*Task statement*: Look through the records below for the line with "the press budget." and the line with "pub fn with_confirmation(mut", then return those lines and all lines between, exactly.

☆ ☆ ☆ ☆ ☆

//! Period resolution for the recurrence measurement.
//!
//! Given the press index at which each predecessor of a designated sink
//! first emitted high, the combined trigger period is the least common
//! multiple of those indices.
//!
//! This rests on an assumption the simulator cannot verify from a single
//! observation: that every predecessor emits high with a constant period
//! equal to its first-trigger index, with no phase offset. That holds for
//! networks shaped like independent binary-counter cascades feeding a
//! final conjunction, and for nothing more general. Callers who cannot
//! vouch for their wiring should enable
//! [`PeriodMeasurement::with_confirmation`], which observes a second
//! recurrence per predecessor and rejects any that does not repeat at
//! its first-trigger interval.

use std::collections::HashMap;

use crate::error::{PulserError, Result};

use super::analyzer::Analyzer;
use super::propagator::Propagator;
use super::DEFAULT_MAX_PRESSES;

/// Greatest common divisor.
pub fn gcd(mut a: u64, mut b: u64) -> u64 {
    while b != 0 {
        (a, b) = (b, a % b);
    }
    a
}

/// Least common multiple.
pub fn lcm(a: u64, b: u64) -> u64 {
    if a == 0 || b == 0 {
        0
    } else {
        a / gcd(a, b) * b
    }
}

/// Combine per-module first-trigger indices into one period via LCM.
///
/// An empty map yields 1, the LCM identity.
pub fn resolve_period(first_triggers: &HashMap<String, u64>) -> u64 {
    first_triggers.values().fold(1, |acc, &t| lcm(acc, t))
}

/// Driver for the periodicity scenario: arm one high-watcher per
/// predecessor of the sink, press until every watcher has fired, and
/// resolve the combined period.
#[derive(Debug, Clone)]
pub struct PeriodMeasurement {
    /// Press budget before giving up
    pub max_presses: u64,
    /// Require a second recurrence per predecessor and check its interval
    pub confirm_recurrence: bool,
}

impl Default for PeriodMeasurement {
    fn default() -> Self {
        Self {
            max_presses: DEFAULT_MAX_PRESSES,
            confirm_recurrence: false,
        }
    }
}

impl PeriodMeasurement {
    /// Create a measurement with default values.
    pub fn new() -> Self {
        Self::default()
    }

    /// Set the press budget.
    pub fn with_max_presses(mut self, max_presses: u64) -> Self {
        self.max_presses = max_presses;
        self
    }

    /// Enable or disable the recurrence confirmation pass.
    pub fn with_confirmation(mut self, confirm: bool) -> Self {
        self.confirm_recurrence = confirm;
        self
    }

    /// Run the measurement against `predecessors`, the modules that wire
    /// directly into the designated sink.
    ///
    /// The predecessor set is a structural property the caller supplies
    /// (see `Circuit::sources_of`); the propagator does not infer it.
    pub fn measure(&self, propagator: &mut Propagator, predecessors: &[String]) -> Result<u64> {
        let mut analyzer = Analyzer::new();
        analyzer.watch_high(predecessors.iter().cloned());

        let needed = if self.confirm_recurrence { 2 } else { 1 };
        while !analyzer.all_triggered(needed) {
            if analyzer.presses() >= self.max_presses {
                return Err(PulserError::PressLimitExceeded {
                    presses: analyzer.presses(),
                });
            }
            propagator.press(Some(&mut analyzer))?;
        }

        if self.confirm_recurrence {
            for name in predecessors {
                let triggers = analyzer.triggers_of(name);
                let (first, interval) = (triggers[0], triggers[1] - triggers[0]);
                if interval != first {
                    return Err(PulserError::AperiodicPredecessor {
                        name: name.clone(),
                        first,
                        interval,
                    });
                }
            }
        }

        Ok(resolve_period(&analyzer.first_triggers()))
    }
}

☆ ☆ ☆ ☆ ☆

*Response for this exercise*:
    /// Set the press budget.
    pub fn with_max_presses(mut self, max_presses: u64) -> Self {
        self.max_presses = max_presses;
        self
    }

    /// Enable or disable the recurrence confirmation pass.
    pub fn with_confirmation(mut self, confirm: bool) -> Self {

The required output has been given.